The rest of the Post’s Innovations article lays out a number of additional reasons reasons why Apple Pay will achieve significant market penetration and enable Apple to become a “disruptive broker” in the financial industry. Among these reasons (with my response in brackets) are the following:
• Apple’s “cult-like” customers who are generally eager to upgrade to latest harware and software and thus gives Apple a quickly expanding base of potential Apple Pay users. [I actually agree with this point.]

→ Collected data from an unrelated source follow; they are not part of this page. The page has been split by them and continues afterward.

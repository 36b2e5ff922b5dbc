//! # nbcast-html
//!
//! The default HTML collaborator set for nbcast: content renderers for the
//! canonical cell types, the nbconvert-compatible cell wrapper, and a
//! write-once CSS emission helper.
//!
//! The renderer registers broad defaults (markdown and code by cell type,
//! images, raw HTML, and text-like mimes by mime-type) and extensions can
//! narrow any of them afterwards without knowing about these registrations.
//!
//! ## Example
//!
//! ```no_run
//! use nbcast_core::{Converter, Renderer};
//! use nbcast_html::HtmlRenderer;
//!
//! let converter = Converter::new(
//!     Renderer::new().with_cell_renderer(&HtmlRenderer::new()),
//! );
//!
//! let source = std::fs::read("analysis.ipynb")?;
//! let mut out = Vec::new();
//! converter.convert(&mut out, &source)?;
//! # Ok::<(), Box<dyn std::error::Error>>(())
//! ```

mod css;
mod wrapper;

use std::borrow::Cow;
use std::io::Write;
use std::sync::Arc;

use nbcast_core::render::RenderCellRegistry;
use nbcast_core::schema::mime;
use nbcast_core::{Cell, CellRenderer, CellType, CellWrapper, Pref, RenderCellFn, Result};

pub use css::DEFAULT_CSS;
pub use wrapper::Wrapper;

/// Renders notebooks as HTML fragments.
///
/// Supports markdown, code, and raw cells along with the stream, display,
/// result, and error outputs their mime-types produce. Markdown is emitted
/// verbatim in a `<pre>` block by default; pair this renderer with a
/// markdown-engine extension (such as `nbcast-markdown`) for rendered prose.
#[derive(Default)]
pub struct HtmlRenderer {
    wrapper: Arc<Wrapper>,
}

impl HtmlRenderer {
    /// Create an HTML renderer with no CSS sink configured.
    #[must_use]
    pub fn new() -> Self {
        Self::default()
    }

    /// Route the bundled stylesheet to `css_writer` the first time a cell is
    /// wrapped. Later cells write nothing, so the sink receives the
    /// stylesheet at most once over this renderer's lifetime.
    #[must_use]
    pub fn with_css_writer(self, css_writer: impl Write + Send + 'static) -> Self {
        Self {
            wrapper: Arc::new(Wrapper::with_css_writer(css_writer)),
        }
    }
}

impl CellRenderer for HtmlRenderer {
    fn register_funcs(&self, registry: &mut dyn RenderCellRegistry) {
        registry.register(Pref::for_type(CellType::Markdown), func(render_markdown));
        registry.register(Pref::for_type(CellType::Code), func(render_code));
        registry.register(Pref::for_mime_type("image/png"), func(render_image));
        registry.register(Pref::for_mime_type("image/jpeg"), func(render_image));
        registry.register(Pref::for_mime_type("text/html"), func(render_raw_html));
        registry.register(Pref::for_mime_type("application/json"), func(render_plain));
        registry.register(Pref::for_mime_type(mime::STDOUT), func(render_plain));
        registry.register(Pref::for_mime_type(mime::STDERR), func(render_plain));
        registry.register(Pref::for_mime_type(mime::PLAIN_TEXT), func(render_plain));
    }

    fn cell_wrapper(&self) -> Option<Arc<dyn CellWrapper>> {
        Some(Arc::clone(&self.wrapper) as Arc<dyn CellWrapper>)
    }
}

fn func(
    f: impl Fn(&mut dyn Write, &Cell) -> Result<()> + Send + Sync + 'static,
) -> RenderCellFn {
    Arc::new(f)
}

/// Markdown source in a `<pre>` block; a markdown-engine extension is
/// expected to override this registration.
fn render_markdown(w: &mut dyn Write, cell: &Cell) -> Result<()> {
    write!(w, "<pre>{}</pre>", cell.text())?;
    Ok(())
}

/// The code blob in editor-styled containers; outputs are rendered
/// separately through the output wrap point.
fn render_code(w: &mut dyn Write, cell: &Cell) -> Result<()> {
    let language = cell.language().unwrap_or_default();
    writeln!(w, "<div class=\"cm-editor cm-s-jupyter\">")?;
    writeln!(w, "<div class=\"highlight\">")?;
    write!(
        w,
        "<pre><code class=\"language-{language}\">{}</code></pre>",
        escape_html(&cell.text())
    )?;
    writeln!(w, "\n</div>\n</div>")?;
    Ok(())
}

/// Raw HTML content written directly into the document.
fn render_raw_html(w: &mut dyn Write, cell: &Cell) -> Result<()> {
    w.write_all(cell.text().as_bytes())?;
    Ok(())
}

/// Base64 image payloads as data URIs.
fn render_image(w: &mut dyn Write, cell: &Cell) -> Result<()> {
    writeln!(
        w,
        "<img src=\"data:{};base64,{}\" />",
        cell.mime_type(),
        cell.text().trim_end()
    )?;
    Ok(())
}

/// Escaped text content in a `<pre>` block.
fn render_plain(w: &mut dyn Write, cell: &Cell) -> Result<()> {
    write!(w, "<pre>{}</pre>", escape_html(&cell.text()))?;
    Ok(())
}

/// Escape the characters HTML treats specially.
fn escape_html(text: &str) -> Cow<'_, str> {
    if !text.contains(['&', '<', '>', '"', '\'']) {
        return Cow::Borrowed(text);
    }
    let mut escaped = String::with_capacity(text.len() + 8);
    for c in text.chars() {
        match c {
            '&' => escaped.push_str("&amp;"),
            '<' => escaped.push_str("&lt;"),
            '>' => escaped.push_str("&gt;"),
            '"' => escaped.push_str("&quot;"),
            '\'' => escaped.push_str("&#39;"),
            _ => escaped.push(c),
        }
    }
    Cow::Owned(escaped)
}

• The financial levers that Apple can pull to incentivize customers to use Apple Pay such as “iTunes credits” and “exclusive discounts.” [This ignores the financial reality of needing to pay for these incentives with some source of revenue that apparently (according to the article) won’t include transaction fees or interest on revoloving balances.]
• The switch to EMV chip cards, which imposes a more burdensome (and less secure) payment experience on consumers than does Apple Pay. [I’m a little skeptical on how much the longer transaction time for chip cards will motivate consumers to try mobile payments. Even if the longer transaction time does prove to be a motivating factor, all that means is that Apple Pay could replace plastic cards, not the underlying credit card accounts.]
To be fair, the author of the Post’s Innovations article does acknowledge that Apple Pay, according to current surveys, hasn’t gained any meaningful level of consumer adoption. However, this doesn’t seem to slow the speculation much. More problematic is the author’s failure to clearly articulate which companies in the “credit card industry” will actually be disrupted or displaced by Apple Pay. This is troubling to me because a more nuanced examination of the topic might have revealed a few specific and credible examples of Apple Pay’s disruptive potential.
For example, while I believe that Visa and MasterCard have positioned themselves extremely well within the Apple Pay infrastructure (and the broader tokenized mobile payments infrastructure), I do think that credit card issuers may struggle to retain top-of-wallet status when a majority of consumers abandon leather wallets in favor of digital ones.
Alas, such nuance seems to be unneccessary (and even a little unbecoming) when prognosticating on the disruptive potential of literally anything Apple says or does.